In considering whether the petitioner established that this option would constitute persecution, we will assume for the sake of argument that the concept of persecution is broad enough to include governmental measures that compel an individual to engage in conduct that is not physically painful or harmful but is abhorrent to that individual’s deepest beliefs. An example of such conduct might be requiring a person to renounce his or her religious beliefs or to desecrate an object of religious importance.

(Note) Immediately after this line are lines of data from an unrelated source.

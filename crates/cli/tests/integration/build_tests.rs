//! End-to-end tests for `next-tf build`.
//!
//! A small shell script stands in for the framework build: it writes the
//! build id, a page, a lambda payload and the build document into the
//! workspace it runs in.

#![cfg(unix)]

use predicates::prelude::*;
use serde_json::Value;

use super::common::{TestEnv, zip_entry, zip_entry_names};

const BUILD_SCRIPT: &str = r#"set -e
mkdir -p .next/server/pages
printf 'build-42' > .next/BUILD_ID
printf '<h1>About</h1>' > .next/server/pages/about.html
printf 'lambda-payload' > .next/index.zip
cat > "$NEXTTF_BUILD_OUTPUT" <<'JSON'
{
  "routes": [
    { "src": "/old", "dest": "/new", "status": 308 },
    { "handle": "filesystem" }
  ],
  "output": {
    "index": { "type": "Lambda", "handler": "index.handler", "runtime": "nodejs20.x", "zipPath": ".next/index.zip" },
    "about.html": { "type": "FileFsRef", "fsPath": ".next/server/pages/about.html" },
    "_next/static/chunks/main.js": { "type": "FileBlob", "data": "console.log(1)" },
    "blog": { "type": "Prerender", "expiration": 60 }
  }
}
JSON
"#;

const BROKEN_SCRIPT: &str = r#"set -e
mkdir -p .next
printf 'build-42' > .next/BUILD_ID
cat > "$NEXTTF_BUILD_OUTPUT" <<'JSON'
{ "output": { "gone.html": { "type": "FileFsRef", "fsPath": "missing/gone.html" } } }
JSON
"#;

fn project_with_script(script: &str) -> TestEnv {
  let env = TestEnv::project();
  env.write_file("build.sh", script);
  env
}

// =============================================================================
// Successful builds
// =============================================================================

#[test]
fn build_writes_complete_output_directory() {
  let env = project_with_script(BUILD_SCRIPT);

  env
    .build_cmd("sh build.sh")
    .assert()
    .success()
    .stdout(predicate::str::contains("Deployment bundle written"))
    .stdout(predicate::str::contains("build-42"));

  let config: Value = serde_json::from_str(&std::fs::read_to_string(env.output_file("config.json")).unwrap()).unwrap();
  assert_eq!(config["buildId"], "build-42");
  assert_eq!(config["staticFilesArchive"], "static-website-files.zip");
  assert_eq!(config["lambdas"]["index"]["route"], "/");
  assert_eq!(config["lambdas"]["index"]["filename"], "lambdas/index.zip");
  assert_eq!(config["lambdas"]["index"]["handler"], "index.handler");
  assert_eq!(config["staticRoutes"], serde_json::json!(["/about.html"]));
  assert_eq!(config["routes"][0]["status"], 308);
  assert_eq!(config["routes"][1]["handle"], "filesystem");

  assert_eq!(
    std::fs::read_to_string(env.output_file("lambdas/index.zip")).unwrap(),
    "lambda-payload"
  );

  let archive = env.output_file("static-website-files.zip");
  let mut names = zip_entry_names(&archive);
  names.sort();
  assert_eq!(names, vec!["_next/static/chunks/main.js", "about.html"]);
  assert_eq!(zip_entry(&archive, "about.html"), "<h1>About</h1>");
}

#[test]
fn build_leaves_project_sources_untouched_by_default() {
  let env = project_with_script(BUILD_SCRIPT);

  env.build_cmd("sh build.sh").assert().success();

  // The build ran in a temporary copy, so its .next/ stayed there.
  assert!(!env.project_path().join(".next").exists());
}

#[test]
fn skip_download_builds_in_place() {
  let env = project_with_script(BUILD_SCRIPT);

  env.build_cmd("sh build.sh").arg("--skip-download").assert().success();

  assert_eq!(
    std::fs::read_to_string(env.project_path().join(".next/BUILD_ID")).unwrap(),
    "build-42"
  );
  assert!(env.output_file("config.json").exists());
}

#[test]
fn json_format_prints_report() {
  let env = project_with_script(BUILD_SCRIPT);

  let output = env.build_cmd("sh build.sh").args(["--format", "json"]).output().unwrap();

  assert!(output.status.success());
  let report: Value = serde_json::from_slice(&output.stdout).unwrap();
  assert_eq!(report["manifest"]["buildId"], "build-42");
  assert_eq!(report["staticBundle"]["entries"], 2);
  assert_eq!(report["lambdas"]["index"]["filename"], "lambdas/index.zip");
}

#[test]
fn verbose_log_level_prints_routes() {
  let env = project_with_script(BUILD_SCRIPT);

  env
    .build_cmd("sh build.sh")
    .args(["--log-level", "verbose"])
    .assert()
    .success()
    .stderr(predicate::str::contains("resolved routes"))
    .stderr(predicate::str::contains("/old"));
}

// =============================================================================
// Failures
// =============================================================================

#[test]
fn unreadable_static_file_fails_without_manifest() {
  let env = project_with_script(BROKEN_SCRIPT);

  env
    .build_cmd("sh build.sh")
    .assert()
    .failure()
    .stderr(predicate::str::contains("gone.html"));

  assert!(!env.output_file("config.json").exists());
  assert!(!env.output_file("static-website-files.zip").exists());
}

#[test]
fn failing_build_command_reports_exit_code() {
  let env = TestEnv::project();

  env
    .build_cmd("exit 3")
    .assert()
    .failure()
    .stderr(predicate::str::contains("Build failed"));

  assert!(!env.output_file("config.json").exists());
}

#[test]
fn missing_entrypoint_fails() {
  let env = TestEnv::empty();
  env.write_file("build.sh", BUILD_SCRIPT);

  env
    .build_cmd("sh build.sh")
    .assert()
    .failure()
    .stderr(predicate::str::contains("package.json"));
}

Such conduct might be regarded as a form of “torture” and thus as falling within the Board’s description of persecution in Acosta.

Alito should be asked whether Koran abuse, the forcible eating of pork, the mandatory swallowing of liquor, sexual humiliation, and other documented anti-Muslim instances of abuse under the Cheney-Rumsfeld rules constitute “torture.” (In the end, Alito did not grant the woman asylum, however, because the record did not show that the exile refused to wear a veil under all circumstances. But he set a clear, new, progressive standard in asylum cases. More here.)

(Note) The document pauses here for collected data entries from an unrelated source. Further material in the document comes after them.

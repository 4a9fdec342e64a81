//! Artifact writers.
//!
//! Two independent writers produce the files the manifest refers to:
//!
//! - [`lambdas`] - one archive per lambda under `lambdas/`
//! - [`static_bundle`] - a single zip of every static file
//!
//! Neither writer depends on the other, so the pipeline runs them
//! concurrently and only writes the manifest once both have returned.

pub mod lambdas;
pub mod static_bundle;
mod types;

pub use lambdas::{lambda_filename, write_lambdas};
pub use static_bundle::write_static_bundle;
pub use types::*;
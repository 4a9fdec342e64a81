mod build;

pub use build::{BuildArgs, cmd_build};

IF THE INSURGENTS ARE BAATHISTS

What if we have over-estimated the extent of Jihadist influence in the Iraq insurgency? The bad news is: we’re still fighting Saddam. The good news: the insurgents are mainly rational actors trying to rule Iraq again, not crazy Wahabbists intent on Armageddon throughout the Middle East. This is why Zalmay Khalilzad has had some success at brokering some small deals with the Sunni elites. If this is the scenario, even Juan Cole might be hopeful. From a blogger’s account of a recent Cole college talk:

From this theory, though, Juan Cole draws an improbably optimistic conclusion — optimistic at least in a relative sense. Both the insurgency and the government are signaling that their objectives are political, not existential. They each want to rule Iraq, not exterminate the other side — although both sides have their eliminationist wings.

This creates the hope that in Iraq, as in Clausewitz’s doctrine, civil war is the continuation of politics by other means, not the opening salvo of the war of the all against the all. And this at least holds out the possibility (hope would be too strong a word) that the various sides will eventually realize they have to compromise — just as the warring factions in Lebanon brokered a workable peace once the leaders of the major factions decided it was no longer in their interests to keep fighting.

If this is the case in Iraq — if the war is essentially political — then America might not face the Hobson’s choice I’ve feared: Withdraw quickly, leaving behind a genocidal civil war, or stay, and get sucked into a brutal counterinsurgency campaign that itself could turn genocidal. U.S. forces could, in theory, be drawn down gradually, while disengaging from direct combat operations and playing more of a balancing role — preventing the Ba’athists from shooting their way back into power, while trying to stop the Kurds and the Shi’a from overreaching in ways that could break up Iraq entirely and trigger a regional war.

That’s exactly the scenario I lay out in a column tomorrow in the Sunday Times. We should by all means subject our own government to scrutiny. But we are still at war. And it would be insane to give up now, when all sorts of opportunities lie ahead.